Metric bloat in _node/stats when a pipeline fails to start with config.reload.automatic: true

Summary

When a pipeline fails to start (e.g., due to an input plugin configuration error like an invalid SSL certificate) and config.reload.automatic: true is enabled, Logstash continually retries starting the pipeline. During this failure loop, the pipeline's metrics are not cleared from the metric store. This causes the metrics to accumulate with each retry, rapidly bloating the _node/stats API response.

A customer observed this behavior on Logstash 8.19.5, where the _node/stats API output grew to ~28MB, with a single failing pipeline accumulating over 150,000 plain codec metric entries.
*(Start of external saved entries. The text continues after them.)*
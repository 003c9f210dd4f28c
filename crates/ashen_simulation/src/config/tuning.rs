//! Per-actor tuning.
//!
//! Defaults are the numbers the prototype shipped with. Every struct is also a
//! component: the spawn bundles attach a copy to each actor, so per-instance
//! changes (boss berserk speed-up) never leak into the shared `CombatTuning`.

use bevy::prelude::*;
use serde::{Deserialize, Serialize};

use crate::perception::LAYER_OBSTACLES;

/// One swing of the boss combo.
#[derive(Debug, Clone, Copy, PartialEq, Reflect, Serialize, Deserialize)]
#[serde(default)]
pub struct ComboStep {
    pub windup: f32,
    pub active: f32,
    pub recovery: f32,
    pub lunge_speed: f32,
    pub lunge_time: f32,
}

impl Default for ComboStep {
    fn default() -> Self {
        Self {
            windup: 0.10,
            active: 0.08,
            recovery: 0.16,
            lunge_speed: 3.5,
            lunge_time: 0.08,
        }
    }
}

/// Windup → burst shape shared by the enemy long rush and short lunge.
#[derive(Debug, Clone, Copy, PartialEq, Reflect, Serialize, Deserialize)]
pub struct LungeConfig {
    pub windup: f32,
    pub speed: f32,
    pub duration: f32,
}

#[derive(Debug, Clone, Copy, PartialEq, Reflect, Serialize, Deserialize)]
#[serde(default)]
pub struct SwingConfig {
    /// Pivot angle reached at the end of the windup (degrees)
    pub windup_angle: f32,
    pub windup: f32,
    /// Pivot angle at the end of the strike (degrees)
    pub strike_angle: f32,
    pub strike: f32,
    pub reset: f32,
}

impl Default for SwingConfig {
    fn default() -> Self {
        Self {
            windup_angle: 45.0,
            windup: 0.2,
            strike_angle: -135.0,
            strike: 0.15,
            reset: 0.2,
        }
    }
}

#[derive(Component, Debug, Clone, PartialEq, Reflect, Serialize, Deserialize)]
#[reflect(Component)]
#[serde(default)]
pub struct PlayerConfig {
    pub base_health: i32,
    pub knockback_force: f32,
    pub death_knockback_force: f32,
    pub flash_duration: f32,
    /// Controls stay locked this long after a non-lethal hit
    pub recover_duration: f32,
    pub invulnerability_duration: f32,
    /// Delay between the killing blow and `PlayerDefeated`
    pub death_linger: f32,
    pub body_radius: f32,
    pub move_speed: f32,
    pub weapon_base_damage: i32,
    pub weapon_reach: f32,
    pub weapon_radius: f32,
}

impl Default for PlayerConfig {
    fn default() -> Self {
        Self {
            base_health: 3,
            knockback_force: 15.0,
            death_knockback_force: 50.0,
            flash_duration: 0.1,
            recover_duration: 0.2,
            invulnerability_duration: 1.0,
            death_linger: 2.0,
            body_radius: 0.4,
            move_speed: 5.0,
            weapon_base_damage: 1,
            weapon_reach: 1.0,
            weapon_radius: 0.6,
        }
    }
}

#[derive(Component, Debug, Clone, PartialEq, Reflect, Serialize, Deserialize)]
#[reflect(Component)]
#[serde(default)]
pub struct EnemyConfig {
    pub max_health: i32,
    pub knockback_force: f32,
    pub death_knockback_force: f32,
    pub hit_stun_duration: f32,
    pub flash_duration: f32,
    pub death_linger: f32,

    pub detect_range: f32,
    /// Memory window after losing sight of the player (seconds)
    pub alert_duration: f32,
    pub rush_trigger_distance: f32,
    pub attack_range: f32,
    pub move_speed: f32,
    /// Recovery after each attack; the enemy cannot act meanwhile
    pub attack_cooldown: f32,
    pub obstacle_mask: u32,

    pub long_rush: LungeConfig,
    pub short_lunge: LungeConfig,
    pub swing: SwingConfig,

    pub weapon_damage: i32,
    pub weapon_reach: f32,
    pub weapon_radius: f32,
    pub body_radius: f32,
}

impl Default for EnemyConfig {
    fn default() -> Self {
        Self {
            max_health: 3,
            knockback_force: 8.0,
            death_knockback_force: 12.0,
            hit_stun_duration: 0.25,
            flash_duration: 0.1,
            death_linger: 0.5,
            detect_range: 10.0,
            alert_duration: 10.0,
            rush_trigger_distance: 6.0,
            attack_range: 2.0,
            move_speed: 3.0,
            attack_cooldown: 2.0,
            obstacle_mask: LAYER_OBSTACLES,
            long_rush: LungeConfig { windup: 0.5, speed: 12.0, duration: 0.6 },
            short_lunge: LungeConfig { windup: 0.3, speed: 6.0, duration: 0.45 },
            swing: SwingConfig::default(),
            weapon_damage: 1,
            weapon_reach: 0.9,
            weapon_radius: 0.6,
            body_radius: 0.4,
        }
    }
}

#[derive(Debug, Clone, Copy, PartialEq, Reflect, Serialize, Deserialize)]
#[serde(default)]
pub struct BossCooldowns {
    pub combo: f32,
    pub charge: f32,
    pub spin: f32,
    pub dash: f32,
}

impl Default for BossCooldowns {
    fn default() -> Self {
        Self {
            combo: 3.0,
            charge: 5.0,
            spin: 7.0,
            dash: 10.0,
        }
    }
}

#[derive(Debug, Clone, Copy, PartialEq, Reflect, Serialize, Deserialize)]
#[serde(default)]
pub struct DashConfig {
    pub windup: f32,
    pub speed: f32,
    pub duration: f32,
    pub stop_distance: f32,
    pub deals_damage: bool,
    pub cast_radius: f32,
}

impl Default for DashConfig {
    fn default() -> Self {
        Self {
            windup: 0.15,
            speed: 16.0,
            duration: 0.65,
            stop_distance: 1.5,
            deals_damage: true,
            cast_radius: 0.4,
        }
    }
}

#[derive(Component, Debug, Clone, PartialEq, Reflect, Serialize, Deserialize)]
#[reflect(Component)]
#[serde(default)]
pub struct BossConfig {
    pub base_health: i32,
    pub health_per_tier: f32,
    pub knockback_force: f32,
    pub death_knockback_force: f32,
    /// Hits dealing at least this much (after scaling) stun the boss
    pub stun_threshold: i32,
    pub stun_duration: f32,
    pub flash_duration: f32,
    pub death_linger: f32,

    pub move_speed: f32,
    pub charge_speed: f32,

    pub melee_range: f32,
    pub charge_range: f32,
    pub aggro_range: f32,
    pub disengage_range: f32,
    pub dash_trigger_distance: f32,
    pub chase_stop_distance: f32,
    pub chase_buffer: f32,
    pub obstacle_mask: u32,

    pub cooldowns: BossCooldowns,

    pub combo: Vec<ComboStep>,
    pub combo_step_timeout: f32,
    pub combo_max_angle: f32,
    /// Turn limit of the per-swing re-aim; 180 snaps onto the target
    pub combo_reface_max_degrees: f32,
    pub combo_recovery: f32,

    pub charge_telegraph: f32,
    pub charge_duration: f32,
    pub spin_duration: f32,
    pub dash: DashConfig,

    pub shockwave_delay: f32,
    pub shockwave_interval: f32,
    pub clone_count: u32,
    pub clone_spawn_spread: f32,
    pub berserk_multiplier: f32,

    pub weapon_base_damage: i32,
    pub weapon_damage_per_tier: f32,
    pub weapon_reach: f32,
    pub weapon_radius: f32,
    pub body_radius: f32,
}

impl Default for BossConfig {
    fn default() -> Self {
        Self {
            base_health: 50,
            health_per_tier: 0.3,
            knockback_force: 8.0,
            death_knockback_force: 8.0,
            stun_threshold: 3,
            stun_duration: 0.3,
            flash_duration: 0.08,
            death_linger: 1.2,
            move_speed: 2.5,
            charge_speed: 12.0,
            melee_range: 3.0,
            charge_range: 10.0,
            aggro_range: 12.0,
            disengage_range: 40.0,
            dash_trigger_distance: 10.0,
            chase_stop_distance: 1.8,
            chase_buffer: 0.25,
            obstacle_mask: LAYER_OBSTACLES,
            cooldowns: BossCooldowns::default(),
            combo: vec![
                ComboStep { windup: 0.10, active: 0.08, recovery: 0.16, lunge_speed: 3.5, lunge_time: 0.08 },
                ComboStep { windup: 0.08, active: 0.07, recovery: 0.16, lunge_speed: 4.0, lunge_time: 0.08 },
                ComboStep { windup: 0.12, active: 0.10, recovery: 0.22, lunge_speed: 4.5, lunge_time: 0.10 },
            ],
            combo_step_timeout: 1.1,
            combo_max_angle: 110.0,
            combo_reface_max_degrees: 180.0,
            combo_recovery: 0.8,
            charge_telegraph: 0.8,
            charge_duration: 0.6,
            spin_duration: 0.9,
            dash: DashConfig::default(),
            shockwave_delay: 1.0,
            shockwave_interval: 8.0,
            clone_count: 2,
            clone_spawn_spread: 5.0,
            berserk_multiplier: 1.5,
            weapon_base_damage: 2,
            weapon_damage_per_tier: 0.15,
            weapon_reach: 1.4,
            weapon_radius: 0.9,
            body_radius: 0.8,
        }
    }
}

#[derive(Component, Debug, Clone, PartialEq, Reflect, Serialize, Deserialize)]
#[reflect(Component)]
#[serde(default)]
pub struct CloneConfig {
    pub max_health: i32,
    pub move_speed: f32,
    pub attack_range: f32,
    pub attack_cooldown: f32,
    pub slash_duration: f32,
    pub knockback_force: f32,
    pub flash_duration: f32,
    pub death_linger: f32,
    pub weapon_damage: i32,
    pub weapon_reach: f32,
    pub weapon_radius: f32,
    pub body_radius: f32,
}

impl Default for CloneConfig {
    fn default() -> Self {
        Self {
            max_health: 10,
            move_speed: 3.0,
            attack_range: 2.5,
            attack_cooldown: 2.0,
            slash_duration: 0.3,
            knockback_force: 8.0,
            flash_duration: 0.1,
            death_linger: 1.0,
            weapon_damage: 1,
            weapon_reach: 0.9,
            weapon_radius: 0.6,
            body_radius: 0.4,
        }
    }
}

#[derive(Component, Debug, Clone, PartialEq, Reflect, Serialize, Deserialize)]
#[reflect(Component)]
#[serde(default)]
pub struct ShockwaveConfig {
    pub damage: i32,
    pub start_radius: f32,
    pub max_radius: f32,
    pub lifetime: f32,
}

impl Default for ShockwaveConfig {
    fn default() -> Self {
        Self {
            damage: 1,
            start_radius: 0.5,
            max_radius: 8.0,
            lifetime: 2.0,
        }
    }
}

/// Shared tuning table used by the spawn helpers.
///
/// Partial JSON is fine: every missing field falls back to its default.
#[derive(Resource, Debug, Clone, Default, PartialEq, Serialize, Deserialize)]
#[serde(default)]
pub struct CombatTuning {
    pub player: PlayerConfig,
    pub enemy: EnemyConfig,
    pub boss: BossConfig,
    pub clone: CloneConfig,
    pub shockwave: ShockwaveConfig,
}

impl CombatTuning {
    pub fn from_json(json: &str) -> serde_json::Result<Self> {
        serde_json::from_str(json)
    }
}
This caused the monitoring API calls to take over 1 minute to execute.

This is highly related to issue #16202 (fixed in PR #16264 for Logstash 8.14.3), which addressed metric accumulation during pipeline reloads. However, as noted in a comment on that PR:

"JavaPipeline#clear_pipeline_metrics is only called for JavaPipeline#shutdown, and does not occur when a pipeline fails to start."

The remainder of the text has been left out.